Saved entries
▬▬▬▬▬▬▬▬▬▬
use crate::dsp::gain::Gain;
use crate::error::ControlError;
use crate::graph::control::ModifierControl;
use crate::graph::node::Modifier;
use crate::sample::StereoSample;

/// [`Gain`] as a graph modifier. Answers [`ModifierControl::SetGain`].
pub struct GainNode {
    gain: Gain,
}

impl GainNode {
    pub fn new(gain: f32) -> Self {
        Self {
            gain: Gain::new(gain),
        }
    }
}

impl Modifier for GainNode {
    fn filter(&mut self, input: StereoSample) -> StereoSample {
        self.gain.filter(input)
    }

    fn control(&mut self, control: ModifierControl) -> Result<(), ControlError> {
        match control {
            ModifierControl::SetGain(gain) => {
                self.gain.set_gain(gain);
                Ok(())
            }
            other => Err(ControlError::Unsupported {
                kind: "gain",
                control: other.name(),
            }),
        }
    }
}

#[cfg(test)]
mod tests {
    use super::*;

    #[test]
    fn scales_and_retunes() {
        let mut node = GainNode::new(0.5);
        assert_eq!(
            node.filter(StereoSample::new(1.0, -1.0)),
            StereoSample::new(0.5, -0.5)
        );

        node.control(ModifierControl::SetGain(2.0)).unwrap();
        assert_eq!(
            node.filter(StereoSample::new(1.0, -1.0)),
            StereoSample::new(2.0, -2.0)
        );
    }

    #[test]
    fn refuses_foreign_controls() {
        let mut node = GainNode::new(1.0);
        let err = node.control(ModifierControl::Trigger).unwrap_err();
        assert!(matches!(
            err,
            ControlError::Unsupported {
                kind: "gain",
                control: "Trigger"
            }
        ));
    }
}
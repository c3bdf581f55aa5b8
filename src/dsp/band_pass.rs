use crate::error::BuildError;
use crate::sample::StereoSample;

/*
Two-Pole Band-Pass
==================

The filter is described by a center frequency f and a quality factor Q.
Those two numbers pin down the corner frequencies: the corners are the
roots of

    x^2 - (f/Q)*x - f^2 = 0

which puts the upper corner at the positive root and the lower corner a
bandwidth (f/Q) below it. The corners then multiply back to f^2 (f is
their geometric mean) and subtract to f/Q, which is what "center" and
"quality" mean for a resonant band.

Each corner is mapped through the bilinear warp

    theta = tan(pi * corner / sample_rate)

into a one-pole section a = 1/(1+theta), b = (1-theta)/(1+theta). The
high-pass section at the upper corner and the low-pass section at the
lower corner combine into one difference equation per channel:

    y[n] = a0*(x[n] - x[n-2]) + b1*y[n-1] - b2*y[n-2]

    a0 = (1 - a_upper) * a_lower
    b1 = b_upper + b_lower
    b2 = b_upper * b_lower

Coefficients and filter state are kept in f64; the narrow bands a vocoder
asks for (Q near 1 at 100 Hz against a 48 kHz tick rate) put b1 and b2
close enough to the unit circle that f32 state audibly drifts.
*/

pub struct BandPass {
    center: f64,
    quality: f64,
    sample_rate: f64,

    a0: f64,
    b1: f64,
    b2: f64,

    // Two ticks of input and output history per channel.
    x1: [f64; 2],
    x2: [f64; 2],
    y1: [f64; 2],
    y2: [f64; 2],
}

impl BandPass {
    pub fn new(center: f64, quality: f64, sample_rate: f64) -> Result<Self, BuildError> {
        check_tuning(center, quality)?;
        check_rate(sample_rate)?;

        let mut bp = Self {
            center,
            quality,
            sample_rate,
            a0: 0.0,
            b1: 0.0,
            b2: 0.0,
            x1: [0.0; 2],
            x2: [0.0; 2],
            y1: [0.0; 2],
            y2: [0.0; 2],
        };
        bp.retune();
        Ok(bp)
    }

    /// Builds the band from explicit corner frequencies: the center is their
    /// geometric mean and Q is center over bandwidth.
    pub fn from_corners(low: f64, high: f64, sample_rate: f64) -> Result<Self, BuildError> {
        if !(low.is_finite() && high.is_finite()) || low <= 0.0 || high <= low {
            return Err(BuildError::InvalidBand { low, high });
        }
        let center = (low * high).sqrt();
        Self::new(center, center / (high - low), sample_rate)
    }

    pub fn center(&self) -> f64 {
        self.center
    }

    pub fn quality(&self) -> f64 {
        self.quality
    }

    /// Moves the band. Recomputes coefficients and clears the filter state,
    /// since history samples from the old band are meaningless to the new one.
    pub fn set_center(&mut self, center: f64) -> Result<(), BuildError> {
        check_tuning(center, self.quality)?;
        self.center = center;
        self.retune();
        self.reset();
        Ok(())
    }

    pub fn set_quality(&mut self, quality: f64) -> Result<(), BuildError> {
        check_tuning(self.center, quality)?;
        self.quality = quality;
        self.retune();
        self.reset();
        Ok(())
    }

    pub fn filter(&mut self, input: StereoSample) -> StereoSample {
        let x = [f64::from(input.left), f64::from(input.right)];
        let mut y = [0.0f64; 2];

        for ch in 0..2 {
            y[ch] = self.a0 * (x[ch] - self.x2[ch]) + self.b1 * self.y1[ch]
                - self.b2 * self.y2[ch];
        }

        self.x2 = self.x1;
        self.x1 = x;
        self.y2 = self.y1;
        self.y1 = y;

        StereoSample::new(y[0] as f32, y[1] as f32)
    }

    pub fn reset(&mut self) {
        self.x1 = [0.0; 2];
        self.x2 = [0.0; 2];
        self.y1 = [0.0; 2];
        self.y2 = [0.0; 2];
    }

    fn retune(&mut self) {
        let bandwidth = self.center / self.quality;

        // Positive root of x^2 - (f/Q)x - f^2 = 0.
        let upper = (bandwidth + (bandwidth * bandwidth + 4.0 * self.center * self.center).sqrt())
            / 2.0;
        let lower = upper - bandwidth;

        let theta_upper = (std::f64::consts::PI * upper / self.sample_rate).tan();
        let theta_lower = (std::f64::consts::PI * lower / self.sample_rate).tan();

        let a_upper = 1.0 / (1.0 + theta_upper);
        let a_lower = 1.0 / (1.0 + theta_lower);
        let b_upper = (1.0 - theta_upper) / (1.0 + theta_upper);
        let b_lower = (1.0 - theta_lower) / (1.0 + theta_lower);

        self.a0 = (1.0 - a_upper) * a_lower;
        self.b1 = b_upper + b_lower;
        self.b2 = b_upper * b_lower;
    }
}

fn check_tuning(center: f64, quality: f64) -> Result<(), BuildError> {
    if !(center.is_finite() && quality.is_finite()) || center <= 0.0 || quality <= 0.0 {
        return Err(BuildError::InvalidTuning { center, quality });
    }
    Ok(())
}

fn check_rate(sample_rate: f64) -> Result<(), BuildError> {
    if !sample_rate.is_finite() || sample_rate <= 0.0 {
        return Err(BuildError::InvalidSampleRate(sample_rate));
    }
    Ok(())
}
▬▬▬▬▬▬▬▬▬▬
Stopping at the line containing "which puts the", please repeat exactly every line from the very start of the entries, that line included, and nothing more.

* **EXPECTED OUTPUT**
use crate::dsp::gain::Gain;
use crate::error::ControlError;
use crate::graph::control::ModifierControl;
use crate::graph::node::Modifier;
use crate::sample::StereoSample;

/// [`Gain`] as a graph modifier. Answers [`ModifierControl::SetGain`].
pub struct GainNode {
    gain: Gain,
}

impl GainNode {
    pub fn new(gain: f32) -> Self {
        Self {
            gain: Gain::new(gain),
        }
    }
}

impl Modifier for GainNode {
    fn filter(&mut self, input: StereoSample) -> StereoSample {
        self.gain.filter(input)
    }

    fn control(&mut self, control: ModifierControl) -> Result<(), ControlError> {
        match control {
            ModifierControl::SetGain(gain) => {
                self.gain.set_gain(gain);
                Ok(())
            }
            other => Err(ControlError::Unsupported {
                kind: "gain",
                control: other.name(),
            }),
        }
    }
}

#[cfg(test)]
mod tests {
    use super::*;

    #[test]
    fn scales_and_retunes() {
        let mut node = GainNode::new(0.5);
        assert_eq!(
            node.filter(StereoSample::new(1.0, -1.0)),
            StereoSample::new(0.5, -0.5)
        );

        node.control(ModifierControl::SetGain(2.0)).unwrap();
        assert_eq!(
            node.filter(StereoSample::new(1.0, -1.0)),
            StereoSample::new(2.0, -2.0)
        );
    }

    #[test]
    fn refuses_foreign_controls() {
        let mut node = GainNode::new(1.0);
        let err = node.control(ModifierControl::Trigger).unwrap_err();
        assert!(matches!(
            err,
            ControlError::Unsupported {
                kind: "gain",
                control: "Trigger"
            }
        ));
    }
}
repository c3bdf581f55aa5b8
filename src/dsp/band_pass.rs
use crate::error::BuildError;
use crate::sample::StereoSample;

/*
Two-Pole Band-Pass
==================

The filter is described by a center frequency f and a quality factor Q.
Those two numbers pin down the corner frequencies: the corners are the
roots of

    x^2 - (f/Q)*x - f^2 = 0

which puts the upper corner at the positive root and the lower corner a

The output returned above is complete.